A Sannyasi is not someone who is idle. Because Artha or any higher goal cannot be achieved without actions (Karma), a Sannyasi always keeps one’s mind and body engaged with productive work.
Brahmacharya, or abstention from sex is a very important part of Sannyasa. Most “modern thinkers” look down upon celibacy. Because they cannot live without sex – they assume no one can! Many modern gurus have come to downplay or ridicule celibacy, calling it “optional”. They usually don’t give importance to Sannyasa either. Driven by a desire for fame, publicity, accolades and adoration – they may resort to Adharmic conduct and fall into the trap of the Arishadvargas. Because of this, we see gurus fighting with each other to gain more disciples and ending up with more problems than ordinary people.
A true Sannyasi does not takes pride in his celibacy nor does market it as a commodity. Sex is always a personal choice – including choosing to have it or not. So be aware of those who speak too much about celibacy in public.
A true Sannyasi is one who choses to seek the truth always. Truth is not just fact. It’s beyond. It’s something that liberates us from pain and delivers us to bliss. It’s not something merely to read, recite, worship, or adore. It’s to know and, then, to realize. Some might even know this Truth outwardly yet fail to benefit from it inwardly. It’s one thing to know, another thing to understand and completely different to be able to apply. Sannyas, therefore, is a path of living this Truth, full of bliss.
The true Sannyasis living in bliss don’t try to gain favour from or hurt others. Gaining favor from or hurting others – emotionally or physically – are forms of Kukarma or negative Karma. These stems from the six detrimental qualities – Arishadvargas. Even when criticized by others a Sannyasi not angered or feel insulted. A true Sanyasi is the one who desires to attain the state of Stithaprajna – where the mind has neither attraction nor repulsion, where only bliss prevails.

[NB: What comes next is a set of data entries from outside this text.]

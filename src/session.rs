//! Session glue: one controller bound to one transport.
//!
//! [`FecSession`] is the thin layer a host embeds when it does not want to
//! wire the controller and transport together by hand. It serializes emitted
//! frames onto the transport, buffers incoming payloads and path events from
//! the transport callbacks, and feeds both through the controller when
//! polled. The controller stays strictly synchronous; the session just moves
//! bytes.

use std::collections::VecDeque;
use std::io;
use std::net::SocketAddr;
use std::sync::{Arc, Mutex};

use tracing::debug;

use crate::controller::{FecController, SendPacketMeta};
use crate::scheduler::PathState;
use crate::transport::{MultipathTransport, PathEvent};
use crate::{FecConfig, Result};

type Inbox = Arc<Mutex<VecDeque<(u32, Vec<u8>)>>>;
type EventQueue = Arc<Mutex<VecDeque<(u32, PathEvent)>>>;

/// A controller driving a transport.
pub struct FecSession<T> {
    controller: FecController,
    transport: T,
    inbox: Inbox,
    events: EventQueue,
}

impl<T: MultipathTransport> FecSession<T> {
    /// Bind a new controller to `transport`, installing its callbacks.
    pub fn new(config: FecConfig, mut transport: T) -> Result<Self> {
        let controller = FecController::new(config)?;

        let inbox: Inbox = Arc::default();
        let sink = Arc::clone(&inbox);
        transport.set_receive_callback(Box::new(move |path_id, payload| {
            if let Ok(mut queue) = sink.lock() {
                queue.push_back((path_id, payload.to_vec()));
            }
        }));

        let events: EventQueue = Arc::default();
        let sink = Arc::clone(&events);
        transport.set_path_event_callback(Box::new(move |path_id, event| {
            if let Ok(mut queue) = sink.lock() {
                queue.push_back((path_id, event));
            }
        }));

        Ok(Self {
            controller,
            transport,
            inbox,
            events,
        })
    }

    /// The controller, for configuration and statistics.
    pub fn controller(&self) -> &FecController {
        &self.controller
    }

    pub fn controller_mut(&mut self) -> &mut FecController {
        &mut self.controller
    }

    /// The underlying transport.
    pub fn transport(&self) -> &T {
        &self.transport
    }

    pub fn transport_mut(&mut self) -> &mut T {
        &mut self.transport
    }

    /// Open a transport path and register it with the controller.
    pub fn open_path(
        &mut self,
        local: SocketAddr,
        remote: SocketAddr,
        initial: PathState,
    ) -> io::Result<u32> {
        let path_id = self.transport.add_path(local, remote)?;
        self.controller.add_path(path_id, initial);
        Ok(path_id)
    }

    /// Close a path on both sides.
    pub fn close_path(&mut self, path_id: u32) {
        self.transport.remove_path(path_id);
        self.controller.remove_path(path_id);
    }

    /// Protect and send application bytes. Returns the number of frames
    /// handed to the transport.
    pub fn send(&mut self, payload: &[u8], origin_path_id: u32) -> Result<usize> {
        let packets = self.controller.send_stream_data(payload, origin_path_id)?;
        Ok(self.dispatch(&packets))
    }

    /// Seal and send whatever is buffered in the open group.
    pub fn flush(&mut self) -> Result<usize> {
        let packets = self.controller.flush()?;
        Ok(self.dispatch(&packets))
    }

    /// Drive the periodic control loop: apply queued path events, run the
    /// controller tick, and send any frames it sealed.
    pub fn tick(&mut self) -> usize {
        let pending: Vec<(u32, PathEvent)> = match self.events.lock() {
            Ok(mut queue) => queue.drain(..).collect(),
            Err(_) => Vec::new(),
        };
        for (path_id, event) in pending {
            self.apply_path_event(path_id, event);
        }

        let packets = self.controller.periodic_update();
        self.dispatch(&packets)
    }

    /// Run queued incoming payloads through the FEC machinery and return
    /// every source block recovered.
    pub fn poll_recovered(&mut self) -> Vec<Vec<u8>> {
        let pending: Vec<(u32, Vec<u8>)> = match self.inbox.lock() {
            Ok(mut queue) => queue.drain(..).collect(),
            Err(_) => Vec::new(),
        };

        let mut recovered = Vec::new();
        for (path_id, payload) in pending {
            recovered.extend(self.controller.receive_fec_frame(&payload, path_id));
        }
        recovered
    }

    fn apply_path_event(&mut self, path_id: u32, event: PathEvent) {
        debug!(path_id, ?event, "path event");
        match event {
            PathEvent::Up => {}
            PathEvent::Down => {
                if let Some(mut state) = self.controller.path_state(path_id) {
                    state.loss_rate = 1.0;
                    self.controller.update_path_state(state);
                }
            }
            PathEvent::RttUpdate(rtt_ms) => {
                if let Some(mut state) = self.controller.path_state(path_id) {
                    state.rtt_ms = rtt_ms as f64;
                    self.controller.update_path_state(state);
                }
            }
            PathEvent::LossReport(packet_number) => {
                self.controller.on_packet_lost(path_id, packet_number);
            }
        }
    }

    fn dispatch(&mut self, packets: &[SendPacketMeta]) -> usize {
        let mut sent = 0;
        for packet in packets {
            let wire = packet.frame.serialize();
            if self.transport.send(packet.path_id, &wire) > 0 {
                sent += 1;
            }
        }
        sent
    }
}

A true Sannyasi is never attracted to mere things or people. A Sannyasi stays above expectations and ambitions. Therefore, a “monastic order” that seeks funds, followers and public recognition – can compromise the state of Sannyasa even if they claim to be ancient traditions
When an individual truly accepts Sanyasa – one does so not out of distress or dislike. A sanyasi is never a loser or a complainer. Sanyasa arises from detachment. Renunciation essentially means to give. But before you give you need to have something. This is also the reason why Dharma shastras suggest Vanasprastha (renunciation) after Grihasta (householder) for normal individuals. A Sanyasi doesn’t become one out of an expectation for acceptance or reverence by the masses. One becomes a Sanyasi only after knowing, understanding, accepting and living the ultimate truth.

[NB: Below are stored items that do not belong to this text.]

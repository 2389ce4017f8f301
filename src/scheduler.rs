//! Multipath packet scheduler.
//!
//! Each path carries a weight, renormalized to a distribution and updated
//! multiplicatively from a per-path cost built out of RTT, loss rate and
//! inverse bandwidth. Multiplicative weights is the online-convex-
//! optimization learner here: regret against the best fixed path in
//! hindsight grows only as O(sqrt(T log N)).
//!
//! Three selection policies sit on top of the weights:
//!
//! - generic packets go weighted-random,
//! - source packets go to the deterministic best path by score,
//! - repair packets go to the path least loss-correlated with the source.

use std::collections::BTreeMap;

use rand::rngs::SmallRng;
use rand::{Rng, SeedableRng};
use tracing::{debug, info};

use crate::correlation::CorrelationMatrix;
use crate::{Error, Result};

/// Learning rate for the multiplicative-weights update.
const ALPHA: f64 = 0.1;
/// Cost weight on normalized RTT.
const BETA: f64 = 0.5;
/// Cost weight on loss rate.
const GAMMA: f64 = 0.3;
/// Cost weight on inverse bandwidth.
const DELTA: f64 = 0.2;
/// Floor for weights and costs.
const WEIGHT_FLOOR: f64 = 1e-3;

/// A path is schedulable only below this loss rate.
const MAX_USABLE_LOSS: f64 = 0.5;
/// A path is schedulable only above this bandwidth (Mbps).
const MIN_USABLE_BANDWIDTH: f64 = 0.1;

/// Per-path link snapshot, written by feedback and read by the selection
/// policies.
#[derive(Debug, Clone, Copy, PartialEq)]
pub struct PathState {
    pub path_id: u32,
    /// Smoothed round-trip time in milliseconds.
    pub rtt_ms: f64,
    /// Loss rate in `[0, 1]`.
    pub loss_rate: f64,
    /// Estimated bandwidth in Mbps.
    pub bandwidth_mbps: f64,
    /// RTT jitter in milliseconds.
    pub jitter_ms: f64,
    /// Congestion window in bytes.
    pub cwnd_bytes: u64,
}

impl PathState {
    /// Snapshot with the commonly measured fields; jitter and cwnd start 0.
    pub fn new(path_id: u32, rtt_ms: f64, loss_rate: f64, bandwidth_mbps: f64) -> Self {
        Self {
            path_id,
            rtt_ms,
            loss_rate,
            bandwidth_mbps,
            jitter_ms: 0.0,
            cwnd_bytes: 0,
        }
    }

    /// Whether the path is usable at all for scheduling.
    pub fn is_available(&self) -> bool {
        self.loss_rate < MAX_USABLE_LOSS && self.bandwidth_mbps > MIN_USABLE_BANDWIDTH
    }

    /// Deterministic source-path score; higher is better.
    fn source_score(&self) -> f64 {
        -0.4 * self.rtt_ms - 0.5 * 1000.0 * self.loss_rate + 0.1 * self.bandwidth_mbps
    }
}

/// Weight-based path scheduler.
#[derive(Debug)]
pub struct PathScheduler {
    paths: BTreeMap<u32, PathState>,
    weights: BTreeMap<u32, f64>,
    rng: SmallRng,
}

impl Default for PathScheduler {
    fn default() -> Self {
        Self::new()
    }
}

impl PathScheduler {
    pub fn new() -> Self {
        Self {
            paths: BTreeMap::new(),
            weights: BTreeMap::new(),
            rng: SmallRng::from_entropy(),
        }
    }

    /// Number of known paths.
    pub fn len(&self) -> usize {
        self.paths.len()
    }

    pub fn is_empty(&self) -> bool {
        self.paths.is_empty()
    }

    /// Current per-path weights; they always sum to 1.
    pub fn weights(&self) -> &BTreeMap<u32, f64> {
        &self.weights
    }

    /// Snapshot of every known path.
    pub fn paths(&self) -> impl Iterator<Item = &PathState> {
        self.paths.values()
    }

    /// Look up one path.
    pub fn path(&self, path_id: u32) -> Option<&PathState> {
        self.paths.get(&path_id)
    }

    /// Insert or refresh a path's state and rebalance the weights.
    pub fn update_path_state(&mut self, state: PathState) {
        let path_id = state.path_id;
        let is_new = self.paths.insert(path_id, state).is_none();
        if is_new {
            let initial = 1.0 / self.paths.len() as f64;
            self.weights.insert(path_id, initial);
            info!(path_id, weight = initial, "path added to scheduler");
        }
        self.update_weights();
    }

    /// Drop a path entirely.
    pub fn remove_path(&mut self, path_id: u32) {
        self.paths.remove(&path_id);
        self.weights.remove(&path_id);
        self.normalize();
    }

    /// Weighted-random path choice for generic traffic.
    pub fn select_path(&mut self, _packet_size: usize) -> Result<u32> {
        let available: Vec<(u32, f64)> = self
            .paths
            .values()
            .filter(|p| p.is_available())
            .map(|p| (p.path_id, self.weights.get(&p.path_id).copied().unwrap_or(0.0)))
            .collect();
        if available.is_empty() {
            return Err(Error::NoPathsAvailable);
        }

        let total: f64 = available.iter().map(|(_, w)| w).sum();
        if total <= 0.0 {
            return Ok(available[0].0);
        }

        let mut roll = self.rng.gen::<f64>() * total;
        for &(path_id, weight) in &available {
            roll -= weight;
            if roll <= 0.0 {
                debug!(path_id, "weighted-random path selected");
                return Ok(path_id);
            }
        }
        Ok(available[available.len() - 1].0)
    }

    /// Deterministic best path for source packets: argmax of the score
    /// `-0.4·rtt - 500·loss + 0.1·bw` over available paths, ties broken by
    /// ascending path id.
    pub fn select_source_path(&self, _packet_size: usize) -> Result<u32> {
        let mut best: Option<(f64, u32)> = None;
        for path in self.paths.values().filter(|p| p.is_available()) {
            let score = path.source_score();
            let better = match best {
                None => true,
                Some((best_score, _)) => score > best_score,
            };
            if better {
                best = Some((score, path.path_id));
            }
        }
        best.map(|(_, id)| id).ok_or(Error::NoPathsAvailable)
    }

    /// Path for repair packets: least loss-correlated with `source_path`
    /// among the other available paths, falling back to the source path when
    /// it is the only one left.
    pub fn select_repair_path(
        &self,
        source_path: u32,
        correlation: &CorrelationMatrix,
        _packet_size: usize,
    ) -> Result<u32> {
        if !self.paths.values().any(|p| p.is_available()) {
            return Err(Error::NoPathsAvailable);
        }
        let candidates = self
            .paths
            .values()
            .filter(|p| p.is_available() && p.path_id != source_path)
            .map(|p| p.path_id);
        Ok(correlation
            .least_correlated(source_path, candidates)
            .unwrap_or(source_path))
    }

    /// Multiplicative-weights update from the current path costs.
    fn update_weights(&mut self) {
        if self.paths.is_empty() {
            return;
        }

        let costs: BTreeMap<u32, f64> = self
            .paths
            .iter()
            .map(|(&id, state)| (id, path_cost(state)))
            .collect();
        let total_cost: f64 = costs.values().sum();
        let total_cost = total_cost.max(WEIGHT_FLOOR);

        for (id, weight) in self.weights.iter_mut() {
            if let Some(cost) = costs.get(id) {
                *weight *= (-ALPHA * cost / total_cost).exp();
                *weight = weight.max(WEIGHT_FLOOR);
            }
        }
        self.normalize();
    }

    fn normalize(&mut self) {
        let sum: f64 = self.weights.values().sum();
        if sum <= 0.0 {
            return;
        }
        for weight in self.weights.values_mut() {
            *weight /= sum;
        }
    }
}

/// Cost `c = β·(rtt/100ms) + γ·loss + δ·(100Mbps/bw)`, floored away from 0.
fn path_cost(state: &PathState) -> f64 {
    let rtt_normalized = state.rtt_ms / 100.0;
    let inverse_bandwidth = 100.0 / state.bandwidth_mbps.max(1.0);
    let cost = BETA * rtt_normalized + GAMMA * state.loss_rate + DELTA * inverse_bandwidth;
    cost.max(WEIGHT_FLOOR)
}

#[cfg(test)]
mod tests {
    use super::*;

    fn assert_is_distribution(scheduler: &PathScheduler) {
        let sum: f64 = scheduler.weights().values().sum();
        assert!((sum - 1.0).abs() < 1e-9, "weights sum to {}", sum);
        for (&id, &w) in scheduler.weights() {
            assert!(w >= WEIGHT_FLOOR / 2.0, "path {} weight {} too small", id, w);
        }
    }

    #[test]
    fn test_weights_form_distribution() {
        let mut scheduler = PathScheduler::new();
        scheduler.update_path_state(PathState::new(0, 20.0, 0.01, 100.0));
        assert_is_distribution(&scheduler);

        scheduler.update_path_state(PathState::new(1, 50.0, 0.10, 20.0));
        scheduler.update_path_state(PathState::new(2, 80.0, 0.02, 10.0));
        assert_is_distribution(&scheduler);

        for _ in 0..100 {
            scheduler.update_path_state(PathState::new(1, 50.0, 0.10, 20.0));
            assert_is_distribution(&scheduler);
        }
    }

    #[test]
    fn test_bad_path_loses_weight() {
        let mut scheduler = PathScheduler::new();
        scheduler.update_path_state(PathState::new(0, 10.0, 0.0, 100.0));
        scheduler.update_path_state(PathState::new(1, 300.0, 0.30, 1.0));

        for _ in 0..50 {
            scheduler.update_path_state(PathState::new(0, 10.0, 0.0, 100.0));
            scheduler.update_path_state(PathState::new(1, 300.0, 0.30, 1.0));
        }

        let good = scheduler.weights()[&0];
        let bad = scheduler.weights()[&1];
        assert!(good > bad, "good {} should outweigh bad {}", good, bad);
    }

    #[test]
    fn test_select_source_path_prefers_best_score() {
        let mut scheduler = PathScheduler::new();
        scheduler.update_path_state(PathState::new(0, 20.0, 0.01, 100.0));
        scheduler.update_path_state(PathState::new(1, 200.0, 0.20, 100.0));
        assert_eq!(scheduler.select_source_path(1200).unwrap(), 0);
    }

    #[test]
    fn test_select_source_path_tie_breaks_ascending() {
        let mut scheduler = PathScheduler::new();
        scheduler.update_path_state(PathState::new(5, 20.0, 0.01, 50.0));
        scheduler.update_path_state(PathState::new(2, 20.0, 0.01, 50.0));
        assert_eq!(scheduler.select_source_path(1200).unwrap(), 2);
    }

    #[test]
    fn test_availability_filter() {
        let mut scheduler = PathScheduler::new();
        scheduler.update_path_state(PathState::new(0, 20.0, 0.9, 100.0)); // lossy
        scheduler.update_path_state(PathState::new(1, 20.0, 0.01, 0.05)); // starved
        assert_eq!(
            scheduler.select_source_path(1200),
            Err(Error::NoPathsAvailable)
        );
        assert_eq!(scheduler.select_path(1200), Err(Error::NoPathsAvailable));

        scheduler.update_path_state(PathState::new(2, 40.0, 0.05, 10.0));
        assert_eq!(scheduler.select_source_path(1200).unwrap(), 2);
    }

    #[test]
    fn test_select_repair_path_least_correlated() {
        let mut scheduler = PathScheduler::new();
        scheduler.update_path_state(PathState::new(0, 20.0, 0.01, 100.0));
        scheduler.update_path_state(PathState::new(1, 30.0, 0.02, 80.0));
        scheduler.update_path_state(PathState::new(2, 40.0, 0.03, 60.0));

        let mut correlation = CorrelationMatrix::new();
        correlation.update(0, 1, 0.9);
        correlation.update(0, 2, 0.1);

        assert_eq!(
            scheduler.select_repair_path(0, &correlation, 1200).unwrap(),
            2
        );
    }

    #[test]
    fn test_select_repair_path_falls_back_to_source() {
        let mut scheduler = PathScheduler::new();
        scheduler.update_path_state(PathState::new(0, 20.0, 0.01, 100.0));
        let correlation = CorrelationMatrix::new();
        assert_eq!(
            scheduler.select_repair_path(0, &correlation, 1200).unwrap(),
            0
        );
    }

    #[test]
    fn test_select_path_weighted_random_stays_available() {
        let mut scheduler = PathScheduler::new();
        scheduler.update_path_state(PathState::new(0, 20.0, 0.01, 100.0));
        scheduler.update_path_state(PathState::new(1, 30.0, 0.9, 100.0)); // unavailable

        for _ in 0..50 {
            assert_eq!(scheduler.select_path(1200).unwrap(), 0);
        }
    }

    #[test]
    fn test_remove_path_renormalizes() {
        let mut scheduler = PathScheduler::new();
        scheduler.update_path_state(PathState::new(0, 20.0, 0.01, 100.0));
        scheduler.update_path_state(PathState::new(1, 30.0, 0.02, 80.0));
        scheduler.remove_path(0);
        assert_eq!(scheduler.len(), 1);
        assert_is_distribution(&scheduler);
    }
}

We are not the things we possess – including this transient body. The desires of the body, therefore, are not ours. Desires like lust are seldom satiated – so why be driven by them? This is not to suggest that one suppresses one’s urges – Sanyasa is about transcending all desires through Vichara (contemplation) and Viveka (wisdom), not by supressing them.
To conclude here’s a few real traits of a true Sanyasi
- A Sanyasi is one who seeks Ultimate Truth or Paramartha
- A Sanyasi is one who does not seek love, appreciation, adoration or publicity
- A Sanyasi is one who prefers solitude and engages in work without desire
- A Sanyasi never suppresses one’s lust; but transcends it through knowledge and wisdom
- A Sanyasi cannot be created by simply following any institutional order.
- A Sanyasi does not get attached – they’re always indifferent, without any trace of love or hate.
- A Sanyasi never rejects or abandons anything or anyone. Acceptance, not deterrence, is the hallmark of
- A Sanyasi is always engaged in productive work (Sat-Karma) without any sense of attachment to fruits of his work (Phala-Apeksha).